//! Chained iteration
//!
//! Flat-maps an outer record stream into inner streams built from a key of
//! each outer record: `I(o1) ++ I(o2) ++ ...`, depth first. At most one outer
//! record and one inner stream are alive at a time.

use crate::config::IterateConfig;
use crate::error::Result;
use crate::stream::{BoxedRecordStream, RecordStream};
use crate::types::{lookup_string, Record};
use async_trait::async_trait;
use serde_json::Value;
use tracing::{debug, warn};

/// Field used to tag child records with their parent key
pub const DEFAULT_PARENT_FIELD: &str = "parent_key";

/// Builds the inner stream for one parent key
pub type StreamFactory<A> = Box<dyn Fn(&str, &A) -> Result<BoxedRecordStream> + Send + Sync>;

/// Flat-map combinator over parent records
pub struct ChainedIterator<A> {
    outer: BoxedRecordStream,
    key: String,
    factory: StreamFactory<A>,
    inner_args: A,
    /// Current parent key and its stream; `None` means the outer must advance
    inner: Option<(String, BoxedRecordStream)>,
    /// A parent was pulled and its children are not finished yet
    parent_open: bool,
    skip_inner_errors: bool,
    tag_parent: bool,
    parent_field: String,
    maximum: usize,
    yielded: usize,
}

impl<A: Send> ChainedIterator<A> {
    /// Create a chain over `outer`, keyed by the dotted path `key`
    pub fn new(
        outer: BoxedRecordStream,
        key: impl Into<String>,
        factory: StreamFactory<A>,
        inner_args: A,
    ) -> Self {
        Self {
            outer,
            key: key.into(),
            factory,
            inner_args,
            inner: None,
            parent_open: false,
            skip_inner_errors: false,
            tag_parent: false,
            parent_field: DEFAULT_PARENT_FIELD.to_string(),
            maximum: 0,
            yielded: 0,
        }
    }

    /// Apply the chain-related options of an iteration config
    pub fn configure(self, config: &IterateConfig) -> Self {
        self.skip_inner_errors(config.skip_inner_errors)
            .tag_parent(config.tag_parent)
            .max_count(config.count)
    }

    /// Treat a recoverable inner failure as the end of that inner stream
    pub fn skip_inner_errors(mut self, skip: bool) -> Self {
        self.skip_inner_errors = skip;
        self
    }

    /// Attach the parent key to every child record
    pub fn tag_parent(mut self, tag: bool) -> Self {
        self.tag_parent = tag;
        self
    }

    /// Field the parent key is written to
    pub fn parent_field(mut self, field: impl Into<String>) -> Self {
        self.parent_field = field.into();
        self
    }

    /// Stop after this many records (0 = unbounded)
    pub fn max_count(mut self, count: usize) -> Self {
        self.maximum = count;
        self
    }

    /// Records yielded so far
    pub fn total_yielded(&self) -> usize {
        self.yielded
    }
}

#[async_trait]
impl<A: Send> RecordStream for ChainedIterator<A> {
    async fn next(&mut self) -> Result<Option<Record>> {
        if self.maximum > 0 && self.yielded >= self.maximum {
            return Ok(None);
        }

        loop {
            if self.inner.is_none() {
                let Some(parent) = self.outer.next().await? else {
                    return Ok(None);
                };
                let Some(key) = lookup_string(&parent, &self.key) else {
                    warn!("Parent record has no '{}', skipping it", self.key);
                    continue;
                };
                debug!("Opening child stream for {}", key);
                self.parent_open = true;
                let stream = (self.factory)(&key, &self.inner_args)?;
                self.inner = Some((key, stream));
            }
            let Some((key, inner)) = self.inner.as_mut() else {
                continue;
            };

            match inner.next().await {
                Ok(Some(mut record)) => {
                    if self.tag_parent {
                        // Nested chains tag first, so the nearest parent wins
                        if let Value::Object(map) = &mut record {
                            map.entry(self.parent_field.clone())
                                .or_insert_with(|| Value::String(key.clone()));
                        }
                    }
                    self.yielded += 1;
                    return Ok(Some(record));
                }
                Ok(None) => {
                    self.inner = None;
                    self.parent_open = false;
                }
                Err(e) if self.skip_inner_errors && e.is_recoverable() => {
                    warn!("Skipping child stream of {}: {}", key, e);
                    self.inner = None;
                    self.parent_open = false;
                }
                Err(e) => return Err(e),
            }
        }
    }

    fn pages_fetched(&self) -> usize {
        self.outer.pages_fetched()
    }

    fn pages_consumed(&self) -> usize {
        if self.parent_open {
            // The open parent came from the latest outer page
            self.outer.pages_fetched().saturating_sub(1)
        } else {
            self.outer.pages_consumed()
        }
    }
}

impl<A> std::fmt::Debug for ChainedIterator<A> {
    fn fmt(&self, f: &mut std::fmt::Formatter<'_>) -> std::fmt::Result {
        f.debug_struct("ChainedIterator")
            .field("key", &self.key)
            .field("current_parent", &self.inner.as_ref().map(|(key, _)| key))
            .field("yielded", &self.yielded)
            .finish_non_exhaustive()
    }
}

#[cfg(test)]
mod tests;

- _Exercise prompt_
A single figure is the whole answer: the number of lines in the listing that contain the word "first".

- _Answer area_
2